==== Extracted information
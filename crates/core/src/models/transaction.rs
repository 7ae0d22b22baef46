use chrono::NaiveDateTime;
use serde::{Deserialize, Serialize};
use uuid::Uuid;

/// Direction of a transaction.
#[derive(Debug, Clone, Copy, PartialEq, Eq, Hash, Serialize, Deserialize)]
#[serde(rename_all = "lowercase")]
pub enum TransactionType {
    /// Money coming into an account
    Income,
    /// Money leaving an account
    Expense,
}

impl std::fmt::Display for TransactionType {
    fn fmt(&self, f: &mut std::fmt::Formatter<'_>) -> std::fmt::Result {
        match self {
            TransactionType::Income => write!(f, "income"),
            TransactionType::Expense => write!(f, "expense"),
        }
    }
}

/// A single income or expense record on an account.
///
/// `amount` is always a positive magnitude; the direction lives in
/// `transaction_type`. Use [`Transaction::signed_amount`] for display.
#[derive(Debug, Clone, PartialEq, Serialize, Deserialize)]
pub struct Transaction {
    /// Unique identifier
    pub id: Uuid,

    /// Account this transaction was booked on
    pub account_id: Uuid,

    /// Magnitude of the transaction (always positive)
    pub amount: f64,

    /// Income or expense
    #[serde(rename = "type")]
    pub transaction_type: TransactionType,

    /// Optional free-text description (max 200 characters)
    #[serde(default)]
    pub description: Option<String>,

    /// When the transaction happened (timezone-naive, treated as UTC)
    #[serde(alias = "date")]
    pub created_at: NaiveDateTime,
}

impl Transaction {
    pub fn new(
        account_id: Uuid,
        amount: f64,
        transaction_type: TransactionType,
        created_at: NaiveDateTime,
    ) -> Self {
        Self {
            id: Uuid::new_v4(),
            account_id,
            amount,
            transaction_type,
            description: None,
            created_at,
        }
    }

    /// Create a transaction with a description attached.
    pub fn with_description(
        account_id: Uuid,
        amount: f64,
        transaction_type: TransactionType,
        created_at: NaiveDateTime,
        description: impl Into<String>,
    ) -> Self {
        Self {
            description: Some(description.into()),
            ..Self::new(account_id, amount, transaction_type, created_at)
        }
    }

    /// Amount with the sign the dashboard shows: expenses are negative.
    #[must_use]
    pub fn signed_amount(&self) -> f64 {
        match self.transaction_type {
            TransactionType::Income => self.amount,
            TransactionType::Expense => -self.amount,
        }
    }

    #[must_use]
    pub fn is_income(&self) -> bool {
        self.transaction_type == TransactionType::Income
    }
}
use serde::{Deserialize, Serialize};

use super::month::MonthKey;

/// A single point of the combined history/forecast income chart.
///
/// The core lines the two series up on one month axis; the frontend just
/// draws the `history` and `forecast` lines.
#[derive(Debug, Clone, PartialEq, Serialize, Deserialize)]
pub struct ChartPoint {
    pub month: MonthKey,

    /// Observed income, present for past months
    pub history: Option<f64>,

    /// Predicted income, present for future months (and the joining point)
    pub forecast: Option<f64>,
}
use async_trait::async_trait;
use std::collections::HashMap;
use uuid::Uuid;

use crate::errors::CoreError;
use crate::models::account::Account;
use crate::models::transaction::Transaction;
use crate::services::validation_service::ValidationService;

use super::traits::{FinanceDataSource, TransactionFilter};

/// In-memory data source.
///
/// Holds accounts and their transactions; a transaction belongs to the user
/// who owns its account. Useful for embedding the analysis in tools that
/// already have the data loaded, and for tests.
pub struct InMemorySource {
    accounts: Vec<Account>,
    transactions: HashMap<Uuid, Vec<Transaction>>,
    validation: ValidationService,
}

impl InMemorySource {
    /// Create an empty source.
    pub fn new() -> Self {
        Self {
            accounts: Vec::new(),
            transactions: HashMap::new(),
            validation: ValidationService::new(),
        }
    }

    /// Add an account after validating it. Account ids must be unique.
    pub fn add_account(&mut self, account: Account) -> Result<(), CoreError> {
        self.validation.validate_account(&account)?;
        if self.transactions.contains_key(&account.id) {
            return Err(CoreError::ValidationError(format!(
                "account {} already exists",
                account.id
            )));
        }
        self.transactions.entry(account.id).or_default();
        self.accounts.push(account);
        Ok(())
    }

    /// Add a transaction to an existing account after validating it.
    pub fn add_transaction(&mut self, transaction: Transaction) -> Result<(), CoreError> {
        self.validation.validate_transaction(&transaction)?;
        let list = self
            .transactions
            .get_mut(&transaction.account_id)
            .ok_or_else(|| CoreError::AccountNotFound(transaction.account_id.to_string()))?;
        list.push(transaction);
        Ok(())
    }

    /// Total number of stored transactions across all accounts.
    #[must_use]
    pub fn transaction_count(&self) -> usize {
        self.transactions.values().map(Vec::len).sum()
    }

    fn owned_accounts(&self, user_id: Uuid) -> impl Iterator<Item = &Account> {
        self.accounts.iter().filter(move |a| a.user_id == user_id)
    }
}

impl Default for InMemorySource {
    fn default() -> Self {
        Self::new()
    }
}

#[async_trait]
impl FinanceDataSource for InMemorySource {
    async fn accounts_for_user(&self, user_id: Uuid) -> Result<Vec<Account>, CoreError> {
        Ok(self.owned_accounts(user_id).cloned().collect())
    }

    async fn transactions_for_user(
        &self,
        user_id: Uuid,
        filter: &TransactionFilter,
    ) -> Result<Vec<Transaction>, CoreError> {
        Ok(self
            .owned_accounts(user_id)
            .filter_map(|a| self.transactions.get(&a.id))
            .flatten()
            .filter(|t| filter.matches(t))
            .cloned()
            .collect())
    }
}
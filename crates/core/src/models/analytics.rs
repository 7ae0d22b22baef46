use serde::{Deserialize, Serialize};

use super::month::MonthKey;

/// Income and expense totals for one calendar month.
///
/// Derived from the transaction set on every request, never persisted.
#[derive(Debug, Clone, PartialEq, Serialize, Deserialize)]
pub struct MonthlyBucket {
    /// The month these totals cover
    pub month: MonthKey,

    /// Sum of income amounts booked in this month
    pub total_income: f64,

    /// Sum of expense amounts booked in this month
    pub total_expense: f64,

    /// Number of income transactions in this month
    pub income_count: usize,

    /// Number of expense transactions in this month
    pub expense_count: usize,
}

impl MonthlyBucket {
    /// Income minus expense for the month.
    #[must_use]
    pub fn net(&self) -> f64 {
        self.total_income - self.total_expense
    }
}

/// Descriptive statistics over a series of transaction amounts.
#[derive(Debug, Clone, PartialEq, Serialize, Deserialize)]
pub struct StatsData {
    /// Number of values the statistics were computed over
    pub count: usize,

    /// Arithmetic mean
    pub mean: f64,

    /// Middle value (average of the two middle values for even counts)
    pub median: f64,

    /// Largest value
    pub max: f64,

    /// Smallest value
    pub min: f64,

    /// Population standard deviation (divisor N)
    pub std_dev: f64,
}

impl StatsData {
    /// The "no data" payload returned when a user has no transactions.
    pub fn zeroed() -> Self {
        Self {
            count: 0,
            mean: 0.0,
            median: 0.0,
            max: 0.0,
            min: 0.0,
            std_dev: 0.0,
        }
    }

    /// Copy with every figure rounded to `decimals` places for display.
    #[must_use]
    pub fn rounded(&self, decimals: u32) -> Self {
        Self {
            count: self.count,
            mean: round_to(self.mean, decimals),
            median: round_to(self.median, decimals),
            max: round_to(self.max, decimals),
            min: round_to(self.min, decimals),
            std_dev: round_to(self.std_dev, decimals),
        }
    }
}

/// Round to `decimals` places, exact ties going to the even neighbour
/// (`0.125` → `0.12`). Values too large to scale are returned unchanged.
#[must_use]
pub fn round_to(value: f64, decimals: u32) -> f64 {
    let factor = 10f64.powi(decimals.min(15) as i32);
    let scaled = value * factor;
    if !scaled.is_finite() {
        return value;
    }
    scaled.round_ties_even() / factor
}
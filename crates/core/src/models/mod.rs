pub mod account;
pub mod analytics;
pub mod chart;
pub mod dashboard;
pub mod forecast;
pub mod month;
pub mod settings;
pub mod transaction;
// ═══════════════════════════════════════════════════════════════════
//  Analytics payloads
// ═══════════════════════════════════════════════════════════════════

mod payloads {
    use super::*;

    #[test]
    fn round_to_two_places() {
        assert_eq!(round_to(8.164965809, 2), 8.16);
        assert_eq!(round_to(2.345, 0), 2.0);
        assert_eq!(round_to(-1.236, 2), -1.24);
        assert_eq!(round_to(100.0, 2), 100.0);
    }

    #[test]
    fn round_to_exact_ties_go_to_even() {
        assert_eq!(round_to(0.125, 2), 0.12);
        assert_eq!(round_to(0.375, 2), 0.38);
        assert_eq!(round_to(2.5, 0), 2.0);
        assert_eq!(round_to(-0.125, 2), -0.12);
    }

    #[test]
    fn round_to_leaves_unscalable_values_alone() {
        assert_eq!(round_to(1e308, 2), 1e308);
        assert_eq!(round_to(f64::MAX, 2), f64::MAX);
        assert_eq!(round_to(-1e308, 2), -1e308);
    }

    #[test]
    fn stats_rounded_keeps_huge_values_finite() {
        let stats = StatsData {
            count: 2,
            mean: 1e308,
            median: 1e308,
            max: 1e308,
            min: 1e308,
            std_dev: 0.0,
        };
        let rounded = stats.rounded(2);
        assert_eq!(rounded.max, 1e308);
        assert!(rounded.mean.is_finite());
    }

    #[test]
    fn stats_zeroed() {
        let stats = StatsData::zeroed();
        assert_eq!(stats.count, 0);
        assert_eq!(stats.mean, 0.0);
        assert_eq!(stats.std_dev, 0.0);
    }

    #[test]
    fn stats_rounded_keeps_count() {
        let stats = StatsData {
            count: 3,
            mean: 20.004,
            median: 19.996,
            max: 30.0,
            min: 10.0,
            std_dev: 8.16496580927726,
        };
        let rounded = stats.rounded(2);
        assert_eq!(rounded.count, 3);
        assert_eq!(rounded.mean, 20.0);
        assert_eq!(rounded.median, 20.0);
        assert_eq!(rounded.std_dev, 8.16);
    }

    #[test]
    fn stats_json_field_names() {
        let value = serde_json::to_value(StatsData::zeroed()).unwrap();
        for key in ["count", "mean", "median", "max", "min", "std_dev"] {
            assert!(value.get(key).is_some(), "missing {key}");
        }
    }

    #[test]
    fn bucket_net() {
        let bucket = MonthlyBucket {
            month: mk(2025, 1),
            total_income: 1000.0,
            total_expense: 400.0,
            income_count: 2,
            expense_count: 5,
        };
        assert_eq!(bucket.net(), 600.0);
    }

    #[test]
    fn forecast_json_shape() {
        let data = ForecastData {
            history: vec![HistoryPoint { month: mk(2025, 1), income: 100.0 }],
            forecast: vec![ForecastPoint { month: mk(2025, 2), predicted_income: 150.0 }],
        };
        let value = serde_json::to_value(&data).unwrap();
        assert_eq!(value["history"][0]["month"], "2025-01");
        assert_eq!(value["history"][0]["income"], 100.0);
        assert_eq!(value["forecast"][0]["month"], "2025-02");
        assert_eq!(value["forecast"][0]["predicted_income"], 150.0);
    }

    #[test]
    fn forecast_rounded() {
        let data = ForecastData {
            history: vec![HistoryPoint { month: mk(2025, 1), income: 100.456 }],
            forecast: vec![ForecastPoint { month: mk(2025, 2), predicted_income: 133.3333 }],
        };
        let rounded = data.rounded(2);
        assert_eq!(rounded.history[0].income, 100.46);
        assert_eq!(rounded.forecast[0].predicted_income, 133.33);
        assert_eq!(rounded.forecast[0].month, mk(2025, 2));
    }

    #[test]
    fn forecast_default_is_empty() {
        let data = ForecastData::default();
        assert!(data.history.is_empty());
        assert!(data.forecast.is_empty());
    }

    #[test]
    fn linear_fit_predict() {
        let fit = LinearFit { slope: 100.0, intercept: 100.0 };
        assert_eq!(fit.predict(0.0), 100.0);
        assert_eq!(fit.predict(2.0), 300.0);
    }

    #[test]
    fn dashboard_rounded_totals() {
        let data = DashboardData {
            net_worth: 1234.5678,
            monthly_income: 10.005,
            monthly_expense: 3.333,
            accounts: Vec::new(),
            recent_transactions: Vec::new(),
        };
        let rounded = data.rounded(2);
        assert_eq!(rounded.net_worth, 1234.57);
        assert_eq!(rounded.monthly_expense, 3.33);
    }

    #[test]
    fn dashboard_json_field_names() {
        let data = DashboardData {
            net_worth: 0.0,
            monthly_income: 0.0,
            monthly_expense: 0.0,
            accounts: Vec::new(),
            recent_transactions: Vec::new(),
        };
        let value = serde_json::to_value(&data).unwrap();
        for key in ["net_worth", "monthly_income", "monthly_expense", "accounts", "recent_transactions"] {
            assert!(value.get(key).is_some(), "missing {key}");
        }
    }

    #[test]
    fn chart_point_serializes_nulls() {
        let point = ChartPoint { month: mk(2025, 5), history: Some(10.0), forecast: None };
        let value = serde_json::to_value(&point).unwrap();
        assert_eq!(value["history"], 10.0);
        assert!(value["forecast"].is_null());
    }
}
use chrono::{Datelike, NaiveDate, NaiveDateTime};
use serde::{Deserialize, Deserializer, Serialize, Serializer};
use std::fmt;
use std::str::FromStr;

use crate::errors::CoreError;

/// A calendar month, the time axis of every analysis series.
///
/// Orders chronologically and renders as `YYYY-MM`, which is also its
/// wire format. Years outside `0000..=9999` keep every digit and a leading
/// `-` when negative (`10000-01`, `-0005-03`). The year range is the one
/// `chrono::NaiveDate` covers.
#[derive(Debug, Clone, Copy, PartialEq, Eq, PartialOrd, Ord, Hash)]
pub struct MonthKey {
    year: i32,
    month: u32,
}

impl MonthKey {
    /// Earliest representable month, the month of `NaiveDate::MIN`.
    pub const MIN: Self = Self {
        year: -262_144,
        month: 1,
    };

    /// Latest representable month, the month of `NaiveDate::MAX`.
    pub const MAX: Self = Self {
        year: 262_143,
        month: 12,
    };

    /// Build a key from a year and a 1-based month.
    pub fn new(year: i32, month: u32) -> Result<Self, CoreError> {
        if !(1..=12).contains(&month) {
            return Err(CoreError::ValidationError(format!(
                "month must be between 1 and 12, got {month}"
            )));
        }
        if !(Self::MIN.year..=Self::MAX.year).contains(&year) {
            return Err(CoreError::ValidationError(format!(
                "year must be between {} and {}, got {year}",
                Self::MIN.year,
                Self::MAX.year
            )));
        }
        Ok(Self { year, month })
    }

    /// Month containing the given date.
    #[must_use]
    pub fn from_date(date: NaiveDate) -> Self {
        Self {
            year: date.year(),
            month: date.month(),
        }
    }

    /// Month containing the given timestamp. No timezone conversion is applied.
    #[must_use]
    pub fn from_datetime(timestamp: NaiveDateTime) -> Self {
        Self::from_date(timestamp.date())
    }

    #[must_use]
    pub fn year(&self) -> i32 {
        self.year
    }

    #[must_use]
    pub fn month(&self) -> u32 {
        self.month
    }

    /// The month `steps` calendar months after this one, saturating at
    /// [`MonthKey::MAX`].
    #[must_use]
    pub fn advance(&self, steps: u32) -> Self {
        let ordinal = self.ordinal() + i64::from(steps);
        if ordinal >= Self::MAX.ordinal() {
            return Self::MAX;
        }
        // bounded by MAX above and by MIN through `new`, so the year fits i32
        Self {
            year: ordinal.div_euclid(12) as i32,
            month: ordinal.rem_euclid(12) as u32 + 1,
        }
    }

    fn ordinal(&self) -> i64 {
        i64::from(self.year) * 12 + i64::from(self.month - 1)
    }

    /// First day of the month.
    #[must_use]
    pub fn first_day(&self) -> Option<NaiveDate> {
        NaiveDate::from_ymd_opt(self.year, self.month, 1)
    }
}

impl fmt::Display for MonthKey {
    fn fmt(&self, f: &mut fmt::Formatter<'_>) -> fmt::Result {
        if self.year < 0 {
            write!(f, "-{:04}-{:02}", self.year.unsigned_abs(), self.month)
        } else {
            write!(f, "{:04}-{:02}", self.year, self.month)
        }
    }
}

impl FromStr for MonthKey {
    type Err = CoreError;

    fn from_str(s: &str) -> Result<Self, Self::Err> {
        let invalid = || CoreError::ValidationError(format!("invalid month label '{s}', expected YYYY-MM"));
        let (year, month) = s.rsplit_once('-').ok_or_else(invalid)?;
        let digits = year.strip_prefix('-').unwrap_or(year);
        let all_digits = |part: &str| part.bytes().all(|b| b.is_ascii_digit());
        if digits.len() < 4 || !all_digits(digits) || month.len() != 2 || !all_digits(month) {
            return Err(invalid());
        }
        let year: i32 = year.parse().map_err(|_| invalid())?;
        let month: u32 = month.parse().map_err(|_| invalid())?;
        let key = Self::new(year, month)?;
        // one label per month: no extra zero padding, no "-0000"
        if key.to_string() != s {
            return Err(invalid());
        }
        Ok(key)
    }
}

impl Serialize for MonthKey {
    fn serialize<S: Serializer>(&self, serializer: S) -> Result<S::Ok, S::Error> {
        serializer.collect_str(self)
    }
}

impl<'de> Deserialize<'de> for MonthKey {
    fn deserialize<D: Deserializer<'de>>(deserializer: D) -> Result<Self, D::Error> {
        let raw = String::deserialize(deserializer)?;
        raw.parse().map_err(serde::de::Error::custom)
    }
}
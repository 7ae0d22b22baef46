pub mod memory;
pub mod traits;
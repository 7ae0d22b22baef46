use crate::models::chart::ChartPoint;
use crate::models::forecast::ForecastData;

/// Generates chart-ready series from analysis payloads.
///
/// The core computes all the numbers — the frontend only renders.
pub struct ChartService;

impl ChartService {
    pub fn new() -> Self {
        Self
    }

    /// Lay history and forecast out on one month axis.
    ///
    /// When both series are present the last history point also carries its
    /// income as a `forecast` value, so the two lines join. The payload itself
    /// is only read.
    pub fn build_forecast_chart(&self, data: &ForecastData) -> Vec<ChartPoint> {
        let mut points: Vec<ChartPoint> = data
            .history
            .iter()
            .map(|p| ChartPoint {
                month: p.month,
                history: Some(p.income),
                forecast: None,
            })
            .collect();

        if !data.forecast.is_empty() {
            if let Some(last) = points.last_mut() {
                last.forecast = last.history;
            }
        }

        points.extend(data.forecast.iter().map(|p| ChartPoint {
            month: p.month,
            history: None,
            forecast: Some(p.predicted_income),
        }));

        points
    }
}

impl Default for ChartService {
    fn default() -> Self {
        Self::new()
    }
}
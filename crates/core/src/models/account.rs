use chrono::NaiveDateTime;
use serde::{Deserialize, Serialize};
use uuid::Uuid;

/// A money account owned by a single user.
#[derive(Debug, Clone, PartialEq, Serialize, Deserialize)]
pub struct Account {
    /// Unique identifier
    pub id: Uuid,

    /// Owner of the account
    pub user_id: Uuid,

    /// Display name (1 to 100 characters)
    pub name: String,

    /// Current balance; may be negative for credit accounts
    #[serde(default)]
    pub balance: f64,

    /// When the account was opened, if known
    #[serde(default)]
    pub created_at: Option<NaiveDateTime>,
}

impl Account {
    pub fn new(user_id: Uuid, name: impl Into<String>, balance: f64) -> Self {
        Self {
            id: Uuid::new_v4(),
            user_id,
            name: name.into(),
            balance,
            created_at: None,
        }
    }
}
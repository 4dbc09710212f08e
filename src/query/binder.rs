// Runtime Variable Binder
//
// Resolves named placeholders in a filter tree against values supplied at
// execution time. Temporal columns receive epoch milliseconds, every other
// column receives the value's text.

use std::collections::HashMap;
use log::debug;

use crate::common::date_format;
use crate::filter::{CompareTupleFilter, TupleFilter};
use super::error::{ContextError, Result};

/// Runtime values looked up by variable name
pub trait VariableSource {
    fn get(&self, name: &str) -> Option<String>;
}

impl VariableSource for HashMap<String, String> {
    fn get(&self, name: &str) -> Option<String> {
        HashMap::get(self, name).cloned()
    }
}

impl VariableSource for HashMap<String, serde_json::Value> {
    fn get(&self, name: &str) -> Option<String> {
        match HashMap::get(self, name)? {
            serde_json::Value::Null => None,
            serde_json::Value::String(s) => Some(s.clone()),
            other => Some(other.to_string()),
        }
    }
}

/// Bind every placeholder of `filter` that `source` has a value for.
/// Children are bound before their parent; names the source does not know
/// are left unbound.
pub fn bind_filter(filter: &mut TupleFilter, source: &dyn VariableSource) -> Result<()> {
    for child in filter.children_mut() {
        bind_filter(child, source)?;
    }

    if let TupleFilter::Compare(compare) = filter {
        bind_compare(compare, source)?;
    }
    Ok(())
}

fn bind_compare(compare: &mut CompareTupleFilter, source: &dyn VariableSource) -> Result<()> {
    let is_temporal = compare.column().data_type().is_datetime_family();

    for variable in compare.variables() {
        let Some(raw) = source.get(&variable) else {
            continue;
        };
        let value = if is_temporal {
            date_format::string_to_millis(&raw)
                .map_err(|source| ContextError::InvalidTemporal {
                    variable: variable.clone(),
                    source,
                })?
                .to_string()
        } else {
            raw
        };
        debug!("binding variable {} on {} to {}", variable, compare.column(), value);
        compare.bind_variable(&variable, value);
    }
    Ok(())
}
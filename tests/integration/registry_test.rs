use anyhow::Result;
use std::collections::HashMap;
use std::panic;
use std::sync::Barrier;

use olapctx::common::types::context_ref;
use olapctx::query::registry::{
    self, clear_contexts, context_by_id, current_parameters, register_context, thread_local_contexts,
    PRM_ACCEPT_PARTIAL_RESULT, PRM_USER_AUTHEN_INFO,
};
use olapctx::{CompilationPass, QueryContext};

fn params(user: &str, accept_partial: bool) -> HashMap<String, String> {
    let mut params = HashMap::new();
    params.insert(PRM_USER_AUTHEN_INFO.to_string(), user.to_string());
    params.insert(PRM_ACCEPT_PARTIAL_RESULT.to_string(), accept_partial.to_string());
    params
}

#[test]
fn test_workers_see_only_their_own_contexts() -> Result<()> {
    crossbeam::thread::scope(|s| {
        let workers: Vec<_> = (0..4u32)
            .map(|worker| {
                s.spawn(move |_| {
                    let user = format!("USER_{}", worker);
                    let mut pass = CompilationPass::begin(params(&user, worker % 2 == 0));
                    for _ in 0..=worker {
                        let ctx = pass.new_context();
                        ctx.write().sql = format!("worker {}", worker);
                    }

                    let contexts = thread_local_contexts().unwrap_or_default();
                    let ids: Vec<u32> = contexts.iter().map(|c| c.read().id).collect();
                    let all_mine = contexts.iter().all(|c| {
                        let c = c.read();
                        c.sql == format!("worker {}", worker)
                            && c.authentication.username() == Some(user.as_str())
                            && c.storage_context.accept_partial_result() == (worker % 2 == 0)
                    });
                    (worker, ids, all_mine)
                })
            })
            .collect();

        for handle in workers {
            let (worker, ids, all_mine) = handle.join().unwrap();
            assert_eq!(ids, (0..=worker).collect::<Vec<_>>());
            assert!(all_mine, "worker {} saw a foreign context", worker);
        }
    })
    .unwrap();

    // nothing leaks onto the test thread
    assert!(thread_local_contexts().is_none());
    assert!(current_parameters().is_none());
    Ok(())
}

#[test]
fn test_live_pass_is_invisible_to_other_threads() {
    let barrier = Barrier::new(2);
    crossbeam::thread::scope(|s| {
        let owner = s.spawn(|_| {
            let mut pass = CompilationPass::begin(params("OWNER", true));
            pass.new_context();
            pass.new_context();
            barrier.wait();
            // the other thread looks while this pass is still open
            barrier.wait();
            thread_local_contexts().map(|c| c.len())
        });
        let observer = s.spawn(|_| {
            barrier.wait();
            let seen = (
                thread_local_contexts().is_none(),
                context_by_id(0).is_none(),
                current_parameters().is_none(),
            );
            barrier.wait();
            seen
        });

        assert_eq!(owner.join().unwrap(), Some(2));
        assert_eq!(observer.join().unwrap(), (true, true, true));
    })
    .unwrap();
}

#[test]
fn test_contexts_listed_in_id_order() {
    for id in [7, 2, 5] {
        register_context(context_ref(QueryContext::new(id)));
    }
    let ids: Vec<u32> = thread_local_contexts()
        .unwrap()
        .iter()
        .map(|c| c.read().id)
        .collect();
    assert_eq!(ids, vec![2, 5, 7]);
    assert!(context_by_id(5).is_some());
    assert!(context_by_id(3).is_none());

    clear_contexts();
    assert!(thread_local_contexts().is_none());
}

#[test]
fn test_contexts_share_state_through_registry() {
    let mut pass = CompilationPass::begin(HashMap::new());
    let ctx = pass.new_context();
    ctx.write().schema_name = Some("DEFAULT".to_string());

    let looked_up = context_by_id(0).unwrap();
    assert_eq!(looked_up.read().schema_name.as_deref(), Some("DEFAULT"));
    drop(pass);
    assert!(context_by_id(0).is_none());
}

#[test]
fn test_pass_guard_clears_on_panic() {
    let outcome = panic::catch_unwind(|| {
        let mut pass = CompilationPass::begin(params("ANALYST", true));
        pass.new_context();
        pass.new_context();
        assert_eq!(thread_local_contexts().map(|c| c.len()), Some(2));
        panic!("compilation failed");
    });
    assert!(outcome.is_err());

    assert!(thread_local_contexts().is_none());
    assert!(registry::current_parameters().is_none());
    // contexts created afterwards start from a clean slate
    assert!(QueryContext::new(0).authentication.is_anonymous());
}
========
§ **Problem statement**: Set down the lines of the listing word for word, from its first line through the line containing "pub enum TransactionType". Both of those lines belong in the answer, and no others do.

§ **Expected answer**:
filename crates/core/src/models/transaction.rs
repository 7ae0d22b22baef46
use chrono::NaiveDateTime;
use serde::{Deserialize, Serialize};
use uuid::Uuid;

/// Direction of a transaction.
#[derive(Debug, Clone, Copy, PartialEq, Eq, Hash, Serialize, Deserialize)]
#[serde(rename_all = "lowercase")]
pub enum TransactionType {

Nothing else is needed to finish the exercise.